The left side of this building is a "tower house". Part of the stone was shipped to Watertown, WI, and was used in the cornerstone at St. Bernard's. the right side of the building is the cathedral. The round tower is the oldest part of the castle still standing. It was built in the 12th century.
Apparently, we missed part of the cathedral. There are more frescos than what we saw. I came to this one and didn't go any further because it looked dark and I thought that was the end of the building.
The frescoes are weathered by time and weather; the ceiling was taken off of the building in 1749.

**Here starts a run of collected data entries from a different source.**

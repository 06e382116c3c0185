//! Core data types for dataset generation.
//!
//! - [`RigidTransform`]: 3D rotation + translation and the pose algebra
//! - [`Point3D`], [`PointCloud3D`]: scan geometry
//! - [`Stamped<T>`]: sequence number + timestamp wrapper for log records
//! - [`OdometryRecord`]: six-scalar persisted pose

mod cloud;
mod odometry;
mod stamped;
mod transform;

pub use cloud::{Point3D, PointCloud3D};
pub use odometry::{ODOMETRY_TAG, OdometryRecord, RecordParseError};
pub use stamped::Stamped;
pub use transform::{
    RigidTransform, TRANSFORM_EPSILON, compose, decompose, difference, positional_distance,
};
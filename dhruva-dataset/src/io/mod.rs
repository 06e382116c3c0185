//! I/O layer.
//!
//! Everything that touches the filesystem lives here.
//!
//! # Contents
//!
//! - [`bag`]: sensor log recording and playback
//! - [`checkpoint`]: per-scan odometry records (resume support)
//! - [`cloud_store`]: per-scan point cloud storage
//! - [`ply`]: merged cloud export for review

pub mod bag;
pub mod checkpoint;
pub mod cloud_store;
pub mod ply;

pub use checkpoint::{CheckpointError, CheckpointStore, FileCheckpointStore, MemoryCheckpointStore};
pub use cloud_store::{CloudStore, CloudStoreError, FileCloudStore, MemoryCloudStore};
pub use ply::MergedCloudWriter;
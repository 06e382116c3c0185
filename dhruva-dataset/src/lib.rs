//! DhruvaDataset - Loop-closed odometry dataset generator
//!
//! Reads a recorded log of raw sensor poses and point clouds and produces a
//! labeled dataset: one stored cloud and one corrected 6-DOF pose per kept
//! scan. Drift is removed at loop crossings by snapping back onto poses
//! captured during the first traversal. Runs are resumable: every committed
//! scan leaves a write-once odometry record that later runs load instead of
//! recomputing.
//!
//! # Architecture
//!
//! The crate is organized into 5 logical layers:
//!
//! ```text
//! ┌─────────────────────────────────────────────────────┐
//! │                 bin/  +  config/                    │  ← Executables
//! └─────────────────────────────────────────────────────┘
//!                          │
//! ┌─────────────────────────────────────────────────────┐
//! │                    engine/                          │  ← Orchestration
//! │   (accumulator, reanchor, retry, review, generator) │
//! └─────────────────────────────────────────────────────┘
//!                          │
//! ┌─────────────────────────────────────────────────────┐
//! │                      io/                            │  ← Infrastructure
//! │          (bag, checkpoint, cloud_store, ply)        │
//! └─────────────────────────────────────────────────────┘
//!                          │
//! ┌─────────────────────────────────────────────────────┐
//! │                  algorithms/                        │  ← Core algorithms
//! │                   (matching)                        │
//! └─────────────────────────────────────────────────────┘
//!                          │
//! ┌─────────────────────────────────────────────────────┐
//! │                   sensors/                          │  ← Sensor processing
//! │                  (decimation)                       │
//! └─────────────────────────────────────────────────────┘
//!                          │
//! ┌─────────────────────────────────────────────────────┐
//! │                     core/                           │  ← Foundation
//! │                (types, math)                        │
//! └─────────────────────────────────────────────────────┘
//! ```
//!
//! # Pose Conventions
//!
//! Poses are [`RigidTransform`]s composed in the global frame:
//! `compose(base, inc)` adds translations and left-multiplies the rotation,
//! and `difference(start, end)` is its inverse so that
//! `compose(start, difference(start, end)) == end`. Euler angles follow
//! `R = Rz(yaw)·Ry(pitch)·Rx(roll)`.
//!
//! # Output Layout
//!
//! ```text
//! <output>/scan_0000.cloud        stored point cloud (postcard)
//! <output>/scan_0000_info.dat     "Odometry: x y z roll pitch yaw"
//! <output>/scan_0001_merged.ply   reference + registered cloud (review)
//! ```

// ============================================================================
// Layer 1: Core foundation (no internal deps)
// ============================================================================
pub mod core;

// ============================================================================
// Layer 2: Sensor processing (depends on core)
// ============================================================================
pub mod sensors;

// ============================================================================
// Layer 3: Algorithms (depends on core)
// ============================================================================
pub mod algorithms;

// ============================================================================
// Layer 4: I/O infrastructure (depends on core)
// ============================================================================
pub mod io;

// ============================================================================
// Layer 5: Orchestration and configuration (depends on all layers)
// ============================================================================
pub mod config;
pub mod engine;

// ============================================================================
// Convenience re-exports (flat namespace for common use)
// ============================================================================

// Core types
pub use core::math;
pub use core::types::{OdometryRecord, Point3D, PointCloud3D, RigidTransform, Stamped};
pub use core::types::{compose, decompose, difference, positional_distance};

// Sensors
pub use sensors::Decimator;

// Algorithms - Matching
pub use algorithms::matching::{
    IcpConfig, PassthroughEngine, PointToPointIcp, RegistrationEngine, RegistrationError,
};

// I/O
pub use io::bag::{BagHeader, BagInfo, BagMessage, BagPlayer, BagRecorder, PoseSample};
pub use io::{
    CheckpointStore, CloudStore, FileCheckpointStore, FileCloudStore, MemoryCheckpointStore,
    MemoryCloudStore, MergedCloudWriter,
};

// Configuration
pub use config::{ConfigLoadError, DatasetConfig};

// Engine
pub use engine::{
    AccumulatorState, ConsoleReviewer, DatasetGenerator, FailurePolicy, GenerationSummary,
    LoopAnchorSet, LoopSignal, OdometryAccumulator, PipelineError, PolicyConfig, PoseSource,
    RegistrationRetryLoop, ReviewPort, ReviewVerdict, Scan, ScanOutcome, ScriptedReviewer,
};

|A Sarcophagus with intricate detail|
|A cross against a wall|
|16th-century example of the Crucifixion|
The view of the countryside from the graveyard was just amazing. This is the near-perfect picture of Ireland with a Celtic Cross and white dots of sheep in the field:
|This grave marker caught my eye|
|Stunning views of the countryside with Mary & Celtic Crosses in the foreground|
|The outside of Cormac's Chapel|
|The Cistercian Abbey was established in 1270|
|Hore Abbey was disestablished in 1540|
Before we left Ireland we had the news on the tv and we discovered why we didn't have to pay to get into the Rock of Cashel: Prince Charles & Camilla were there a couple of days after we visited. I'd like to go back and pay closer attention to the details of the buildings. I'd also like to find St. Patrick's well, which is where St. Patrick is said to have baptized King Aengus in 432 AD. The Hall of the Vicars Choral was closed because of the royal visit, so I'd definitely like to stroll through the museum and see the real St. Patrick's Cross.
After our detour, we headed to our next destination. The next campground is on a working dairy farm on Bannow Bay. It was a gorgeous site and not too far from a village where we were able to drive in, grab a bite to eat as well as some groceries.